• Action item
When a line of the entries below contains "store", it counts once; state how many such lines there are and nothing else.

═════ Given data ═════

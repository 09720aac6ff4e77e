use axum::{
    extract::{Path, Query, State},
    http::StatusCode,
    response::{IntoResponse, Response},
    Json,
};
use serde::Deserialize;
use serde_json::{json, Value};
use std::sync::Arc;
use tracing::{error, info};

use crate::bracket::{generate_bracket, list_matches};
use crate::error::BracketError;
use crate::match_set::MatchSet;
use crate::store::{validate_tournament_id, TournamentRecord, TournamentStore};
use crate::types::{BracketSection, BracketSettings, MatchId, Participant, ParticipantId};

#[derive(Clone)]
pub struct BracketServerState {
    pub store: Arc<TournamentStore>,
    /// Settings for tournaments created without their own.
    pub defaults: BracketSettings,
}

/// Error body returned by every handler: `{ "error": message }`.
#[derive(Debug)]
pub struct ApiError {
    status: StatusCode,
    message: String,
}

impl ApiError {
    pub fn not_found(message: impl Into<String>) -> Self {
        ApiError { status: StatusCode::NOT_FOUND, message: message.into() }
    }

    pub fn bad_request(message: impl Into<String>) -> Self {
        ApiError { status: StatusCode::BAD_REQUEST, message: message.into() }
    }

    pub fn internal(message: impl Into<String>) -> Self {
        ApiError { status: StatusCode::INTERNAL_SERVER_ERROR, message: message.into() }
    }
}

impl From<BracketError> for ApiError {
    fn from(err: BracketError) -> Self {
        match err {
            BracketError::UnknownMatch(_) => ApiError::not_found(err.to_string()),
            _ if err.is_client_error() => ApiError::bad_request(err.to_string()),
            _ => {
                error!("bracket graph rejected an operation: {err}");
                ApiError::internal(err.to_string())
            }
        }
    }
}

impl IntoResponse for ApiError {
    fn into_response(self) -> Response {
        (self.status, Json(json!({ "error": self.message }))).into_response()
    }
}

// ── Request bodies ─────────────────────────────────────────────────────

#[derive(Debug, Deserialize)]
#[serde(rename_all = "camelCase")]
pub struct CreateTournamentBody {
    pub id: String,
    #[serde(default)]
    pub name: String,
    #[serde(default)]
    pub participants: Vec<Participant>,
    pub settings: Option<BracketSettings>,
}

#[derive(Debug, Deserialize)]
#[serde(rename_all = "camelCase")]
pub struct SetWinnerBody {
    pub winner_id: ParticipantId,
    pub score: Option<String>,
}

#[derive(Debug, Default, Deserialize)]
pub struct MatchQuery {
    pub section: Option<BracketSection>,
}

// ── Helpers ────────────────────────────────────────────────────────────

fn with_tournament<T>(
    state: &BracketServerState,
    id: &str,
    f: impl FnOnce(&mut TournamentRecord) -> Result<T, ApiError>,
) -> Result<T, ApiError> {
    let shared = state
        .store
        .get(id)
        .map_err(ApiError::internal)?
        .ok_or_else(|| ApiError::not_found(format!("Tournament {id} not found")))?;
    let mut guard = shared.lock().map_err(|e| ApiError::internal(e.to_string()))?;
    f(&mut guard)
}

/// Persist `matches` as the tournament's new match set, then swap it in.
/// Nothing changes in memory if the write fails.
fn commit(state: &BracketServerState, record: &mut TournamentRecord, matches: MatchSet) -> Result<(), ApiError> {
    let mut staged = record.clone();
    staged.matches = Some(matches);
    staged.touch();
    state.store.persist(&staged).map_err(ApiError::internal)?;
    *record = staged;
    Ok(())
}

fn current_matches(record: &TournamentRecord) -> Result<&MatchSet, ApiError> {
    record
        .matches
        .as_ref()
        .ok_or_else(|| ApiError::bad_request(format!("Bracket for {} has not been generated", record.id)))
}

fn matches_payload(set: &MatchSet, section: Option<BracketSection>) -> Value {
    json!({
        "matches": list_matches(set, section),
        "champion": set.champion(),
    })
}

// ── Handlers ───────────────────────────────────────────────────────────

pub async fn health() -> impl IntoResponse {
    Json(json!({
        "status": "ok",
        "version": env!("CARGO_PKG_VERSION"),
        "timestamp": chrono::Utc::now().to_rfc3339(),
    }))
}

pub async fn list_tournaments(State(state): State<BracketServerState>) -> Result<Json<Value>, ApiError> {
    let ids = state.store.ids().map_err(ApiError::internal)?;
    Ok(Json(json!({ "tournaments": ids })))
}

pub async fn create_tournament(
    State(state): State<BracketServerState>,
    Json(body): Json<CreateTournamentBody>,
) -> Result<impl IntoResponse, ApiError> {
    let id = validate_tournament_id(&body.id).map_err(ApiError::bad_request)?;
    let name = if body.name.trim().is_empty() { id.clone() } else { body.name.trim().to_string() };
    let settings = body.settings.unwrap_or_else(|| state.defaults.clone());
    let record = TournamentRecord::new(id, name, body.participants, settings);
    state.store.upsert(record.clone()).map_err(ApiError::internal)?;
    info!("tournament {} registered with {} participants", record.id, record.participants.len());
    Ok((StatusCode::CREATED, Json(record)))
}

pub async fn get_tournament(
    State(state): State<BracketServerState>,
    Path(id): Path<String>,
) -> Result<Json<Value>, ApiError> {
    with_tournament(&state, &id, |record| {
        let ordered = record.matches.as_ref().map(|set| list_matches(set, None));
        Ok(Json(json!({
            "id": record.id,
            "name": record.name,
            "participants": record.participants,
            "settings": record.settings,
            "createdAt": record.created_at,
            "updatedAt": record.updated_at,
            "matches": ordered,
            "champion": record.matches.as_ref().and_then(MatchSet::champion),
        })))
    })
}

/// Discard any existing bracket and build a fresh one from the registrations.
pub async fn generate(
    State(state): State<BracketServerState>,
    Path(id): Path<String>,
) -> Result<Json<Value>, ApiError> {
    with_tournament(&state, &id, |record| {
        let set = generate_bracket(&record.id, &record.participants, &record.settings)?;
        let payload = matches_payload(&set, None);
        commit(&state, record, set)?;
        Ok(Json(payload))
    })
}

pub async fn list_tournament_matches(
    State(state): State<BracketServerState>,
    Path(id): Path<String>,
    Query(query): Query<MatchQuery>,
) -> Result<Json<Value>, ApiError> {
    with_tournament(&state, &id, |record| {
        let set = current_matches(record)?;
        Ok(Json(matches_payload(set, query.section)))
    })
}

pub async fn set_match_winner(
    State(state): State<BracketServerState>,
    Path((id, match_id)): Path<(String, MatchId)>,
    Json(body): Json<SetWinnerBody>,
) -> Result<Json<Value>, ApiError> {
    with_tournament(&state, &id, |record| {
        let mut next = current_matches(record)?.clone();
        let changed = next.set_winner(match_id, body.winner_id, body.score)?;
        let payload = json!({ "changed": changed, "champion": next.champion() });
        if !changed.is_empty() {
            commit(&state, record, next)?;
        }
        Ok(Json(payload))
    })
}

pub async fn clear_match_winner(
    State(state): State<BracketServerState>,
    Path((id, match_id)): Path<(String, MatchId)>,
) -> Result<Json<Value>, ApiError> {
    with_tournament(&state, &id, |record| {
        let mut next = current_matches(record)?.clone();
        let changed = next.clear_winner(match_id)?;
        let payload = json!({ "changed": changed, "champion": next.champion() });
        if !changed.is_empty() {
            commit(&state, record, next)?;
        }
        Ok(Json(payload))
    })
}
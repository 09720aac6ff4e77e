use rand::{rngs::StdRng, Rng, SeedableRng};

use crate::bracket::set_winner;
use crate::match_set::MatchSet;
use crate::types::{BracketFormat, BracketSettings, Participant, Seeding};

pub fn entrants(n: u32) -> Vec<Participant> {
  (1..=n).map(|id| Participant::new(id, format!("Player{id}"))).collect()
}

pub fn listed(format: BracketFormat) -> BracketSettings {
  BracketSettings {
    format,
    seeding: Seeding::AsListed,
    ..BracketSettings::default()
  }
}

/// Decide every playable match with random winners until a champion exists,
/// checking the graph after each step.
pub fn play_out(mut set: MatchSet, seed: u64) -> MatchSet {
  let mut rng = StdRng::seed_from_u64(seed);
  for _ in 0..=set.len() {
    let playable = set
      .list(None)
      .into_iter()
      .filter(|m| m.is_playable())
      .map(|m| (m.id, m.occupants()))
      .collect::<Vec<_>>();
    if playable.is_empty() {
      break;
    }
    let (id, occupants) = playable[rng.gen_range(0..playable.len())];
    let winner = occupants[rng.gen_range(0..2)].unwrap();
    set = set_winner(&set, id, winner, None).unwrap();
    set.validate().unwrap();
  }
  set
}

═════

• Completed task
6